April 27, 2017
Sometimes it is easy to avoid some of our garden pests just by planting the right thing or at the right time. The squash vine borer is a good example. The vine borer prefers certain varieties, so planting other varieties is the easy way to go. Vining types have a better chance to live on after an attack versus bush types. This is because they root along the vine. In addition, growing your own early sweet corn will avoid the corn earworm, which shows up later. Host Richard Hentschel shares these and other tips for avoiding pests.
April 20, 2017
Richard Hentschel, host of Green Side Up, talks about problems with fruit trees not bearing fruit.

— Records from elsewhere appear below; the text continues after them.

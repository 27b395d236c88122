use super::*;

fn load(text: &str) -> Result<Definitions> {
    Definitions::load_str(text, Utf8Path::new("/cfg"))
}

fn load_err(text: &str) -> String {
    format!("{:#}", load(text).unwrap_err())
}

/// A scratch directory for tests that need real files on disk
fn scratch_dir(test: &str) -> Utf8PathBuf {
    let dir = Utf8PathBuf::try_from(std::env::temp_dir())
        .unwrap()
        .join(format!("rigging-config-{}-{test}", std::process::id()));
    std::fs::create_dir_all(&dir).unwrap();
    dir
}

#[test]
fn simple_definitions() {
    let defs = load(
        r#"
        Greeting = "hello";
        Count = 3;
        Ratio = 0.5;
        Flag = true;
        "#,
    )
    .unwrap();
    assert_eq!(defs.len(), 4);
    assert_eq!(defs.get("Greeting"), Some(&Expr::Str("hello".into())));
    assert_eq!(defs.get("Count"), Some(&Expr::Int(3)));
    assert_eq!(defs.get("Ratio"), Some(&Expr::Real(0.5)));
    assert_eq!(defs.get("Flag"), Some(&Expr::Bool(true)));
}

#[test]
fn comments_and_blank_lines() {
    let defs = load(
        r#"
        ! leading comment

        A = 1;
        ! interleaved comment
        B = 2;
        "#,
    )
    .unwrap();
    assert_eq!(defs.len(), 2);
}

#[test]
fn multi_line_definition() {
    let defs = load(
        r#"
        Items = List(
            1,
            2,
            3);
        "#,
    )
    .unwrap();
    assert_eq!(
        defs.get("Items"),
        Some(&Expr::List(vec![Expr::Int(1), Expr::Int(2), Expr::Int(3)]))
    );
}

#[test]
fn comment_inside_multi_line_definition() {
    let defs = load(
        r#"
        Items = List(1,
        ! values continue below
            2);
        "#,
    )
    .unwrap();
    assert_eq!(
        defs.get("Items"),
        Some(&Expr::List(vec![Expr::Int(1), Expr::Int(2)]))
    );
}

#[test]
fn unterminated_definition() {
    assert!(load("A = List(1, 2)").unwrap_err().to_string().contains("End of file"));
}

#[test]
fn directive_inside_definition() {
    let err = load_err("A = List(1,\n#define X \"y\"\n2);");
    assert!(err.contains("after A = List(1,"), "{err}");
}

#[test]
fn redefinition_is_rejected() {
    let err = load_err("A = 1;\nA = 2;");
    assert!(err.contains("Redefinition of A"), "{err}");
}

#[test]
fn reserved_words_are_rejected() {
    for word in ["List", "Concat", "true", "newline"] {
        let err = load_err(&format!("{word} = 1;"));
        assert!(err.contains("reserved word"), "{word}: {err}");
    }
}

#[test]
fn invalid_names_are_rejected() {
    assert!(load_err("2x = 1;").contains("Invalid syntax"));
    assert!(load_err("_x = 1;").contains("Invalid syntax"));
}

#[test]
fn parse_errors_carry_the_definition_context() {
    let err = load_err(r#"Bad = Library("a", "b");"#);
    assert!(err.contains("exactly one parameter"), "{err}");
    assert!(err.contains("defining Bad"), "{err}");
}

#[test]
fn shebang_only_on_first_line() {
    assert!(load("#!/usr/bin/env rigging\nA = 1;").is_ok());
    assert!(load_err("A = 1;\n#!/usr/bin/env rigging").contains("shebang"));
}

#[test]
fn macros_expand_in_definitions() {
    let defs = load(
        r#"
        #define Name "world"
        Greeting = "$(Name)";
        "#,
    )
    .unwrap();
    assert_eq!(defs.get("Greeting"), Some(&Expr::Str("world".into())));
}

#[test]
fn macros_expand_recursively() {
    let defs = load(
        r#"
        #define Base "lib"
        #define Full "$(Base)x.so"
        Path = "$(Full)";
        "#,
    )
    .unwrap();
    assert_eq!(defs.get("Path"), Some(&Expr::Str("libx.so".into())));
}

#[test]
fn current_dir_macro_and_expression() {
    let defs = load(
        r#"
        FromMacro = "$(CurrentDir)data";
        FromExpr = CurrentDir();
        "#,
    )
    .unwrap();
    assert_eq!(defs.get("FromMacro"), Some(&Expr::Str("/cfg/data".into())));
    assert_eq!(defs.get("FromExpr"), Some(&Expr::Str("/cfg/".into())));
}

#[test]
fn undefined_macro() {
    assert!(load_err("A = \"$(Missing)\";").contains("Undefined macro Missing"));
}

#[test]
fn macro_redefinition_is_rejected() {
    let err = load_err("#define A \"1\"\n#define A \"2\"\nX = 1;");
    assert!(err.contains("Cannot redefine A"), "{err}");
    let err = load_err("#define CurrentDir \"/elsewhere\"\nX = 1;");
    assert!(err.contains("Cannot redefine CurrentDir"), "{err}");
}

#[test]
fn invalid_directives() {
    assert!(load_err("#import \"x\"").contains("Invalid syntax"));
    assert!(load_err("#include x").contains("Invalid syntax"));
}

#[test]
fn include_loads_relative_files() {
    let dir = scratch_dir("include");
    std::fs::write(dir.join("common.cfg"), "Shared = 1;\n").unwrap();
    std::fs::write(
        dir.join("main.cfg"),
        "#include \"common.cfg\"\nLocal = 2;\n",
    )
    .unwrap();
    let defs = Definitions::load(dir.join("main.cfg")).unwrap();
    assert_eq!(defs.get("Shared"), Some(&Expr::Int(1)));
    assert_eq!(defs.get("Local"), Some(&Expr::Int(2)));
}

#[test]
fn include_is_processed_once() {
    let dir = scratch_dir("include-once");
    // Both files include the other; the guard stops the recursion and the
    // definitions land exactly once
    std::fs::write(
        dir.join("a.cfg"),
        "#include \"b.cfg\"\nFromA = 1;\n",
    )
    .unwrap();
    std::fs::write(
        dir.join("b.cfg"),
        "#include \"a.cfg\"\nFromB = 2;\n",
    )
    .unwrap();
    let defs = Definitions::load(dir.join("a.cfg")).unwrap();
    assert_eq!(defs.get("FromA"), Some(&Expr::Int(1)));
    assert_eq!(defs.get("FromB"), Some(&Expr::Int(2)));
}

#[test]
fn missing_include() {
    let dir = scratch_dir("missing-include");
    std::fs::write(dir.join("main.cfg"), "#include \"nowhere.cfg\"\n").unwrap();
    let err = format!("{:#}", Definitions::load(dir.join("main.cfg")).unwrap_err());
    assert!(err.contains("Failed to open config file"), "{err}");
    assert!(err.contains("nowhere.cfg"), "{err}");
}

#[test]
fn current_dir_follows_the_including_file() {
    let dir = scratch_dir("current-dir");
    let sub = dir.join("sub");
    std::fs::create_dir_all(&sub).unwrap();
    std::fs::write(sub.join("inner.cfg"), "Inner = CurrentDir();\n").unwrap();
    std::fs::write(
        dir.join("main.cfg"),
        "#include \"sub/inner.cfg\"\nOuter = CurrentDir();\n",
    )
    .unwrap();
    let defs = Definitions::load(dir.join("main.cfg")).unwrap();
    assert_eq!(defs.get("Inner"), Some(&Expr::Str(format!("{sub}/"))));
    assert_eq!(defs.get("Outer"), Some(&Expr::Str(format!("{dir}/"))));
}

#[test]
fn reserved_word_lookup() {
    assert!(is_reserved("List"));
    assert!(is_reserved("quote"));
    assert!(!is_reserved("list"));
    assert!(!is_reserved("Widget"));
}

There are some good reasons why fruit trees will not flower or will not bear fruit, even if they bloomed and produced the first year you planted them. It can take three to five years before flowers return as the tree recovers from transplanting shock. Proper training also will promote fruits sooner. Apples, for example, will need to be cross-pollinated, so even if they flower they may produce no fruit.
April 13, 2017
Host Richard Hentschel notes recent changes in gypsy moth monitoring and treatments for northern Illinois in 2017. A recent news release from the Illinois Department of Agriculture has added Kane, Kendall, Will and LaSalle counties to a gypsy moth quarantine, which already included DuPage, Cook, Lake and McHenry counties. Trap monitoring in 2016 has indicated the need to treat gypsy moth and the quarantine places additional restrictions on commercial horticulture, as well as homeowners. Homeowners are being asked to closely inspect any recreational vehicles that remain in backyards or outdoors before heading off to a location outside of these eight counties. Something to think about with vacation time approaching. The other, and perhaps more urgent, news release is about Boxwood blight. This disease has been upgraded to the nuisance status with more restrictions on the importation of Boxwoods into Illinois.
April 6, 2017
Host Richard Hentschel talks with Russ Higgins, Ag Educator for the University of Illinois. Soil health is becoming much more important more research has been going on in recent years. Keeping micro flora and soil insect populations high is helping keep yields high and nutrient movement slow in the soil profile. No-till has been increasing based on this research. Nutrient load in the farm fields is also very critical for good yields. Farmers balance fertilizer applications when the plants can best utilize them. When the land receives excessive rainfall, a portion of nutrient load can end up in field tiles and potential lost. Over 10 million Dollars has been used to research how to keep that nutrient load in the fields. Cover crops, buffer strips and other perennials crops are very effective in managing this potential loss.